// =============================================================================
// Tests
// =============================================================================

#[cfg(test)]
mod tests {
    use super::*;
    use crate::types::{PhotoNote, ReportPlan, ReportSection};

    fn test_run(report_id: &str) -> WorkflowRun {
        WorkflowRun::new(
            report_id,
            ReportInput {
                photo_notes: vec![PhotoNote {
                    photo_id: "p1".to_string(),
                    note: "cracked beam".to_string(),
                }],
                structure_rules: "standard residential".to_string(),
            },
        )
    }

    fn test_plan() -> ReportPlan {
        ReportPlan {
            strategy: "by area".to_string(),
            sections: vec![ReportSection {
                section_id: "a".to_string(),
                title: "Roof".to_string(),
                report_order: 1,
                purpose: None,
                photo_context: vec![],
                subsections: vec![],
            }],
        }
    }

    fn entry(section_id: &str, heading: &str, level: u8) -> PlanEntry {
        PlanEntry {
            section_id: section_id.to_string(),
            heading: heading.to_string(),
            level,
            retitled: true,
        }
    }

    #[test]
    fn test_run_round_trip() {
        let db = Database::open_in_memory().unwrap();
        let mut run = test_run("r1");
        run.plan = Some(test_plan());
        db.create_run(&run).unwrap();

        let loaded = db.load_run("r1").unwrap().unwrap();
        assert_eq!(loaded.state, RunState::Planning);
        assert_eq!(loaded.plan, run.plan);
        assert_eq!(loaded.input, run.input);
        assert_eq!(loaded.version, 0);

        assert!(db.load_run("missing").unwrap().is_none());
    }

    #[test]
    fn test_save_run_cas_bumps_version() {
        let db = Database::open_in_memory().unwrap();
        let mut run = test_run("r1");
        db.create_run(&run).unwrap();

        run.state = RunState::Drafting;
        db.save_run(&mut run).unwrap();
        assert_eq!(run.version, 1);

        let loaded = db.load_run("r1").unwrap().unwrap();
        assert_eq!(loaded.state, RunState::Drafting);
        assert_eq!(loaded.version, 1);
    }

    #[test]
    fn test_save_run_stale_version_conflicts() {
        let db = Database::open_in_memory().unwrap();
        let mut run = test_run("r1");
        db.create_run(&run).unwrap();

        let mut stale = run.clone();
        db.save_run(&mut run).unwrap();

        stale.state = RunState::Cancelled;
        let err = db.save_run(&mut stale).unwrap_err();
        assert!(matches!(
            err,
            ScribeError::Conflict(ConflictKind::StaleWrite { .. })
        ));

        // Loser's write never landed
        let loaded = db.load_run("r1").unwrap().unwrap();
        assert_eq!(loaded.state, RunState::Planning);
    }

    #[test]
    fn test_duplicate_run_rejected() {
        let db = Database::open_in_memory().unwrap();
        db.create_run(&test_run("r1")).unwrap();
        assert!(db.create_run(&test_run("r1")).is_err());
    }

    #[test]
    fn test_sync_sections_inserts_and_prunes() {
        let db = Database::open_in_memory().unwrap();
        db.sync_sections_to_plan("r1", &[entry("a", "Roof", 1), entry("b", "Walls", 1)])
            .unwrap();

        let sections = db.load_sections("r1").unwrap();
        assert_eq!(sections.len(), 2);
        assert!(sections.iter().all(|s| !s.is_drafted()));

        // Draft one, then re-sync with "b" removed and "c" added
        db.update_section("r1", "a", Some("drafted"), None, 0).unwrap();
        db.sync_sections_to_plan("r1", &[entry("a", "Roof", 1), entry("c", "Foundation", 1)])
            .unwrap();

        let sections = db.load_sections("r1").unwrap();
        let ids: Vec<&str> = sections.iter().map(|s| s.section_id.as_str()).collect();
        assert!(ids.contains(&"a") && ids.contains(&"c") && !ids.contains(&"b"));

        // Surviving section keeps its draft
        let a = db.load_section("r1", "a").unwrap().unwrap();
        assert_eq!(a.content.as_deref(), Some("drafted"));
    }

    #[test]
    fn test_sync_keeps_stored_heading_unless_retitled() {
        let db = Database::open_in_memory().unwrap();
        db.sync_sections_to_plan("r1", &[entry("a", "Roof", 1)])
            .unwrap();
        db.update_section("r1", "a", None, Some("Roof Condition"), 0)
            .unwrap();

        // Entry not marked retitled: the hand-edited heading stays
        let mut unchanged = entry("a", "Roof", 1);
        unchanged.retitled = false;
        db.sync_sections_to_plan("r1", &[unchanged]).unwrap();
        let row = db.load_section("r1", "a").unwrap().unwrap();
        assert_eq!(row.heading, "Roof Condition");

        // Retitled entry replaces it
        db.sync_sections_to_plan("r1", &[entry("a", "Roof and Gutters", 1)])
            .unwrap();
        let row = db.load_section("r1", "a").unwrap().unwrap();
        assert_eq!(row.heading, "Roof and Gutters");
    }

    #[test]
    fn test_update_section_stale_write() {
        let db = Database::open_in_memory().unwrap();
        db.sync_sections_to_plan("r1", &[entry("a", "Roof", 1)])
            .unwrap();

        let first = db.update_section("r1", "a", Some("one"), None, 0).unwrap();
        assert_eq!(first.version, 1);

        // Second write with the same stale version fails
        let err = db.update_section("r1", "a", Some("two"), None, 0).unwrap_err();
        assert!(matches!(
            err,
            ScribeError::Conflict(ConflictKind::StaleWrite {
                expected: 0,
                actual: 1
            })
        ));
        let row = db.load_section("r1", "a").unwrap().unwrap();
        assert_eq!(row.content.as_deref(), Some("one"));
    }

    #[test]
    fn test_update_missing_section_not_found() {
        let db = Database::open_in_memory().unwrap();
        let err = db.update_section("r1", "ghost", Some("x"), None, 0).unwrap_err();
        assert!(matches!(err, ScribeError::Validation(_)));
    }

    #[test]
    fn test_invalidate_section_clears_draft() {
        let db = Database::open_in_memory().unwrap();
        db.sync_sections_to_plan("r1", &[entry("a", "Roof", 1)])
            .unwrap();
        db.update_section("r1", "a", Some("drafted"), None, 0).unwrap();

        db.invalidate_section("r1", "a").unwrap();
        let row = db.load_section("r1", "a").unwrap().unwrap();
        assert!(!row.is_drafted());
    }

    #[test]
    fn test_suggestion_single_use_accept() {
        let db = Database::open_in_memory().unwrap();
        db.sync_sections_to_plan("r1", &[entry("a", "Roof", 1)])
            .unwrap();
        let section = db.update_section("r1", "a", Some("old text here"), None, 0).unwrap();

        let suggestion = Suggestion::proposed("m1", "r1", "a", "old text", "new text");
        db.insert_suggestion(&suggestion).unwrap();

        let updated = db
            .apply_accepted_suggestion("m1", "r1", "a", "new text here", section.version)
            .unwrap();
        assert_eq!(updated.content.as_deref(), Some("new text here"));

        // Second accept fails with already-resolved and leaves the section alone
        let err = db
            .apply_accepted_suggestion("m1", "r1", "a", "other", updated.version)
            .unwrap_err();
        assert!(matches!(
            err,
            ScribeError::Conflict(ConflictKind::AlreadyResolved)
        ));
        let row = db.load_section("r1", "a").unwrap().unwrap();
        assert_eq!(row.content.as_deref(), Some("new text here"));
    }

    #[test]
    fn test_accept_rolls_back_on_stale_section() {
        let db = Database::open_in_memory().unwrap();
        db.sync_sections_to_plan("r1", &[entry("a", "Roof", 1)])
            .unwrap();
        db.update_section("r1", "a", Some("current"), None, 0).unwrap();

        let suggestion = Suggestion::proposed("m1", "r1", "a", "current", "replacement");
        db.insert_suggestion(&suggestion).unwrap();

        // Stale section version: whole operation fails, suggestion stays proposed
        let err = db
            .apply_accepted_suggestion("m1", "r1", "a", "replacement", 0)
            .unwrap_err();
        assert!(matches!(
            err,
            ScribeError::Conflict(ConflictKind::StaleWrite { .. })
        ));
        let loaded = db.load_suggestion("m1").unwrap().unwrap();
        assert_eq!(loaded.status, SuggestionStatus::Proposed);
    }

    #[test]
    fn test_reject_unknown_message_distinct() {
        let db = Database::open_in_memory().unwrap();
        let err = db.reject_suggestion("ghost").unwrap_err();
        assert!(matches!(err, ScribeError::Validation(_)));
    }

    #[test]
    fn test_reject_then_reject_already_resolved() {
        let db = Database::open_in_memory().unwrap();
        let suggestion = Suggestion::proposed("m1", "r1", "a", "x", "y");
        db.insert_suggestion(&suggestion).unwrap();

        db.reject_suggestion("m1").unwrap();
        let err = db.reject_suggestion("m1").unwrap_err();
        assert!(matches!(
            err,
            ScribeError::Conflict(ConflictKind::AlreadyResolved)
        ));
    }

    #[test]
    fn test_list_stale_runs() {
        let db = Database::open_in_memory().unwrap();
        let mut run = test_run("r1");
        db.create_run(&run).unwrap();
        run.state = RunState::AwaitingApproval;
        db.save_run(&mut run).unwrap();

        // Fresh suspension is not stale yet
        let stale = db.list_stale_runs(chrono::Duration::hours(1)).unwrap();
        assert!(stale.is_empty());

        // Negative threshold treats everything as stale
        let stale = db.list_stale_runs(chrono::Duration::seconds(-10)).unwrap();
        assert_eq!(stale.len(), 1);
        assert_eq!(stale[0].report_id, "r1");
    }

    #[test]
    fn test_on_disk_database_survives_reopen() {
        let dir = tempfile::tempdir().unwrap();
        let path = dir.path().join("fieldscribe.db");

        {
            let db = Database::open(&path).unwrap();
            let mut run = test_run("r1");
            db.create_run(&run).unwrap();
            run.state = RunState::AwaitingApproval;
            run.plan = Some(test_plan());
            db.save_run(&mut run).unwrap();
        }

        let db = Database::open(&path).unwrap();
        let loaded = db.load_run("r1").unwrap().unwrap();
        assert_eq!(loaded.state, RunState::AwaitingApproval);
        assert!(loaded.plan.is_some());
    }
}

YOUR ASSIGNMENT:
The response must contain every line from the listing above in which the string "AwaitingApproval" appears.

RESPONSE BELOW:
        run.state = RunState::AwaitingApproval;
            run.state = RunState::AwaitingApproval;
        assert_eq!(loaded.state, RunState::AwaitingApproval);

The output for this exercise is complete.